- [Source information]
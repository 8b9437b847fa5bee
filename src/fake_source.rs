use std::collections::{HashMap, HashSet};
use std::sync::Mutex;
use std::thread;
use std::time::Duration;

use anyhow::{Result, anyhow};

use crate::espn::headshot_url;
use crate::model::{
    AthleteBio, AthleteDetail, College, DepthChart, DepthChartAthlete, RosterRecord,
    SearchResult, TeamHistoryEntry, TeamRecord,
};
use crate::source::{PlayerDataSource, is_searchable};

#[derive(Default)]
pub struct FakeSource {
    teams: Vec<TeamRecord>,
    rosters: HashMap<String, Vec<RosterRecord>>,
    depth_charts: HashMap<String, DepthChart>,
    details: HashMap<String, AthleteDetail>,
    bios: HashMap<String, AthleteBio>,
    failing: Mutex<HashSet<String>>,
    calls: Mutex<HashMap<String, usize>>,
    search_delays: Mutex<HashMap<String, Duration>>,
}

impl FakeSource {
    pub fn new() -> Self {
        Self::default()
    }

    pub fn with_team(mut self, id: &str, name: &str) -> Self {
        self.teams.push(TeamRecord {
            id: id.to_string(),
            name: name.to_string(),
            abbreviation: name
                .split_whitespace()
                .last()
                .map(|w| w.chars().take(3).collect::<String>().to_ascii_uppercase())
                .unwrap_or_default(),
            logo: team_logo(id),
        });
        self
    }

    pub fn with_depth_chart(mut self, team_id: &str, chart: DepthChart) -> Self {
        self.depth_charts.insert(team_id.to_string(), chart);
        self
    }

    pub fn with_roster(mut self, team_id: &str, roster: Vec<RosterRecord>) -> Self {
        self.rosters.insert(team_id.to_string(), roster);
        self
    }

    pub fn with_athlete(mut self, detail: AthleteDetail, bio: AthleteBio) -> Self {
        self.bios.insert(detail.id.clone(), bio);
        self.details.insert(detail.id.clone(), detail);
        self
    }

    /// Make every call with this key fail until [`FakeSource::recover`].
    /// Keys: `teams`, `roster:<team>`, `depth_chart:<team>`, `athlete:<id>`,
    /// `search`.
    pub fn fail(&self, call_key: &str) {
        if let Ok(mut failing) = self.failing.lock() {
            failing.insert(call_key.to_string());
        }
    }

    pub fn recover(&self, call_key: &str) {
        if let Ok(mut failing) = self.failing.lock() {
            failing.remove(call_key);
        }
    }

    pub fn calls(&self, call_key: &str) -> usize {
        self.calls
            .lock()
            .map(|calls| calls.get(call_key).copied().unwrap_or(0))
            .unwrap_or(0)
    }

    /// Hold searches for `query` for `delay` before answering.
    pub fn delay_search(&self, query: &str, delay: Duration) {
        if let Ok(mut delays) = self.search_delays.lock() {
            delays.insert(query.to_lowercase(), delay);
        }
    }

    fn record(&self, call_key: &str) -> Result<()> {
        if let Ok(mut calls) = self.calls.lock() {
            *calls.entry(call_key.to_string()).or_insert(0) += 1;
        }
        let failing = self
            .failing
            .lock()
            .map(|failing| failing.contains(call_key))
            .unwrap_or(false);
        if failing {
            return Err(anyhow!("http 503: {call_key}"));
        }
        Ok(())
    }

    fn team_name(&self, team_id: &str) -> Option<&str> {
        self.teams
            .iter()
            .find(|t| t.id == team_id)
            .map(|t| t.name.as_str())
    }
}

impl PlayerDataSource for FakeSource {
    fn list_teams(&self) -> Result<Vec<TeamRecord>> {
        self.record("teams")?;
        Ok(self.teams.clone())
    }

    fn roster(&self, team_id: &str) -> Result<Vec<RosterRecord>> {
        self.record(&format!("roster:{team_id}"))?;
        Ok(self.rosters.get(team_id).cloned().unwrap_or_default())
    }

    fn depth_chart(&self, team_id: &str) -> Result<DepthChart> {
        self.record(&format!("depth_chart:{team_id}"))?;
        Ok(self.depth_charts.get(team_id).cloned().unwrap_or_default())
    }

    fn athlete_detail(&self, athlete_id: &str) -> Result<AthleteDetail> {
        self.record(&format!("athlete:{athlete_id}"))?;
        self.details
            .get(athlete_id)
            .cloned()
            .ok_or_else(|| anyhow!("http 404: athlete {athlete_id}"))
    }

    fn athlete_bio(&self, athlete_id: &str) -> Result<AthleteBio> {
        self.record(&format!("bio:{athlete_id}"))?;
        Ok(self.bios.get(athlete_id).cloned().unwrap_or_default())
    }

    fn search(&self, query: &str, limit: usize) -> Result<Vec<SearchResult>> {
        if !is_searchable(query) {
            return Ok(Vec::new());
        }
        let needle = query.trim().to_lowercase();
        let delay = self
            .search_delays
            .lock()
            .ok()
            .and_then(|delays| delays.get(&needle).copied());
        if let Some(delay) = delay {
            thread::sleep(delay);
        }
        self.record("search")?;

        let mut results: Vec<SearchResult> = self
            .details
            .values()
            .filter(|d| d.full_name.to_lowercase().contains(&needle))
            .map(|d| SearchResult {
                id: d.id.clone(),
                full_name: d.full_name.clone(),
                position: d.position.clone(),
                team_name: self
                    .bios
                    .get(&d.id)
                    .and_then(|bio| bio.team_history.first())
                    .and_then(|entry| entry.team_id.as_deref())
                    .and_then(|id| self.team_name(id))
                    .unwrap_or_default()
                    .to_string(),
                headshot: d.headshot.clone(),
            })
            .collect();
        results.sort_by(|a, b| a.full_name.cmp(&b.full_name));
        results.truncate(limit);
        Ok(results)
    }
}

pub fn team_logo(team_id: &str) -> String {
    format!("https://a.espncdn.com/i/teamlogos/nfl/500/{team_id}.png")
}

pub fn history_entry(team_id: &str, name: &str, seasons: &str) -> TeamHistoryEntry {
    TeamHistoryEntry {
        team_id: Some(team_id.to_string()),
        name: name.to_string(),
        logo: team_logo(team_id),
        seasons: seasons.to_string(),
    }
}

pub fn athlete(id: &str, name: &str, position: &str, college: Option<(&str, &str)>) -> AthleteDetail {
    AthleteDetail {
        id: id.to_string(),
        full_name: name.to_string(),
        headshot: headshot_url(id),
        position: position.to_string(),
        college: college.map(|(college_id, college_name)| College {
            id: Some(college_id.to_string()),
            name: college_name.to_string(),
        }),
    }
}

pub fn depth_chart(slots: &[(&str, &[(&str, &str)])]) -> DepthChart {
    DepthChart {
        slots: slots
            .iter()
            .map(|(key, athletes)| {
                (
                    key.to_string(),
                    athletes
                        .iter()
                        .map(|(id, name)| DepthChartAthlete {
                            id: id.to_string(),
                            full_name: name.to_string(),
                            headshot: headshot_url(id),
                        })
                        .collect(),
                )
            })
            .collect(),
    }
}

struct SeedPlayer {
    id: &'static str,
    name: &'static str,
    position: &'static str,
    slot: &'static str,
    college: Option<(&'static str, &'static str)>,
    /// Newest first, as the bio endpoint returns it.
    history: &'static [(&'static str, &'static str, &'static str)],
}

const SEED_TEAMS: &[(&str, &str)] = &[
    ("12", "Kansas City Chiefs"),
    ("2", "Buffalo Bills"),
    ("21", "Philadelphia Eagles"),
    ("25", "San Francisco 49ers"),
    ("14", "Los Angeles Rams"),
    ("28", "Washington Commanders"),
];

const SEED_PLAYERS: &[(&str, SeedPlayer)] = &[
    ("12", SeedPlayer { id: "3139477", name: "Patrick Mahomes", position: "QB", slot: "qb", college: Some(("2641", "Texas Tech")), history: &[("12", "Kansas City Chiefs", "2017-2024")] }),
    ("12", SeedPlayer { id: "15847", name: "Travis Kelce", position: "TE", slot: "te", college: Some(("2132", "Cincinnati")), history: &[("12", "Kansas City Chiefs", "2013-2024")] }),
    ("12", SeedPlayer { id: "4361529", name: "Isiah Pacheco", position: "RB", slot: "rb", college: Some(("164", "Rutgers")), history: &[("12", "Kansas City Chiefs", "2022-2024")] }),
    ("2", SeedPlayer { id: "3918298", name: "Josh Allen", position: "QB", slot: "qb", college: Some(("2751", "Wyoming")), history: &[("2", "Buffalo Bills", "2018-2024")] }),
    ("2", SeedPlayer { id: "4379399", name: "James Cook", position: "RB", slot: "rb", college: Some(("61", "Georgia")), history: &[("2", "Buffalo Bills", "2022-2024")] }),
    ("2", SeedPlayer { id: "2976212", name: "Stefon Diggs", position: "WR", slot: "wr1", college: Some(("120", "Maryland")), history: &[("34", "Houston Texans", "2024"), ("2", "Buffalo Bills", "2020-2023"), ("16", "Minnesota Vikings", "2015-2019")] }),
    ("21", SeedPlayer { id: "4040715", name: "Jalen Hurts", position: "QB", slot: "qb", college: Some(("201", "Oklahoma")), history: &[("21", "Philadelphia Eagles", "2020-2024")] }),
    ("21", SeedPlayer { id: "3929630", name: "Saquon Barkley", position: "RB", slot: "rb", college: Some(("213", "Penn State")), history: &[("21", "Philadelphia Eagles", "2024"), ("19", "New York Giants", "2018-2023")] }),
    ("21", SeedPlayer { id: "4047646", name: "A.J. Brown", position: "WR", slot: "wr1", college: Some(("145", "Ole Miss")), history: &[("21", "Philadelphia Eagles", "2022-2024"), ("10", "Tennessee Titans", "2019-2021")] }),
    ("25", SeedPlayer { id: "4361741", name: "Brock Purdy", position: "QB", slot: "qb", college: Some(("66", "Iowa State")), history: &[("25", "San Francisco 49ers", "2022-2024")] }),
    ("25", SeedPlayer { id: "3117251", name: "Christian McCaffrey", position: "RB", slot: "rb", college: Some(("24", "Stanford")), history: &[("25", "San Francisco 49ers", "2022-2024"), ("29", "Carolina Panthers", "2017-2022")] }),
    ("25", SeedPlayer { id: "9000001", name: "Jordan Walkon", position: "WR", slot: "wr2", college: Some(("2", "Auburn")), history: &[] }),
    ("14", SeedPlayer { id: "12483", name: "Matthew Stafford", position: "QB", slot: "qb", college: Some(("61", "Georgia")), history: &[("14", "Los Angeles Rams", "2021-2024"), ("8", "Detroit Lions", "2009-2020")] }),
    ("14", SeedPlayer { id: "4426515", name: "Puka Nacua", position: "WR", slot: "wr1", college: Some(("252", "BYU")), history: &[("14", "Los Angeles Rams", "2023-2024")] }),
    ("28", SeedPlayer { id: "3121422", name: "Terry McLaurin", position: "WR", slot: "wr1", college: Some(("194", "Ohio State")), history: &[("28", "Washington Commanders", "2022-2024"), ("28", "Washington Football Team", "2020-2021"), ("28", "Washington Redskins", "2019")] }),
    ("28", SeedPlayer { id: "4432577", name: "Jayden Daniels", position: "QB", slot: "qb", college: Some(("99", "LSU")), history: &[("28", "Washington Commanders", "2024")] }),
];

impl FakeSource {
    /// A small offline league: six teams, starters at the skill positions,
    /// one undrafted rookie with no professional history.
    pub fn seeded() -> Self {
        let mut source = FakeSource::new();
        for (id, name) in SEED_TEAMS {
            source = source.with_team(id, name);
        }

        for (team_id, _) in SEED_TEAMS {
            let players: Vec<&SeedPlayer> = SEED_PLAYERS
                .iter()
                .filter(|(t, _)| t == team_id)
                .map(|(_, p)| p)
                .collect();

            let chart = DepthChart {
                slots: players
                    .iter()
                    .map(|p| {
                        (
                            p.slot.to_string(),
                            vec![DepthChartAthlete {
                                id: p.id.to_string(),
                                full_name: p.name.to_string(),
                                headshot: headshot_url(p.id),
                            }],
                        )
                    })
                    .collect(),
            };
            let roster = players
                .iter()
                .map(|p| RosterRecord {
                    id: p.id.to_string(),
                    full_name: p.name.to_string(),
                    position: p.position.to_string(),
                    headshot: headshot_url(p.id),
                    experience_years: seasons_played(p.history),
                })
                .collect();
            source = source
                .with_depth_chart(team_id, chart)
                .with_roster(team_id, roster);
        }

        for (_, p) in SEED_PLAYERS {
            let detail = athlete(p.id, p.name, p.position, p.college);
            let bio = AthleteBio {
                team_history: p
                    .history
                    .iter()
                    .map(|(team_id, name, seasons)| history_entry(team_id, name, seasons))
                    .collect(),
            };
            source = source.with_athlete(detail, bio);
        }
        source
    }
}

fn seasons_played(history: &[(&str, &str, &str)]) -> u32 {
    let years: Vec<i32> = history
        .iter()
        .flat_map(|(_, _, seasons)| seasons.split('-'))
        .filter_map(|y| y.trim().parse::<i32>().ok())
        .collect();
    match (years.iter().min(), years.iter().max()) {
        (Some(min), Some(max)) => u32::try_from(max - min).unwrap_or(0),
        _ => 0,
    }
}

- [About this task] Please show each line in the records above that contains "struct".

- [Task solution]
pub struct FakeSource {
struct SeedPlayer {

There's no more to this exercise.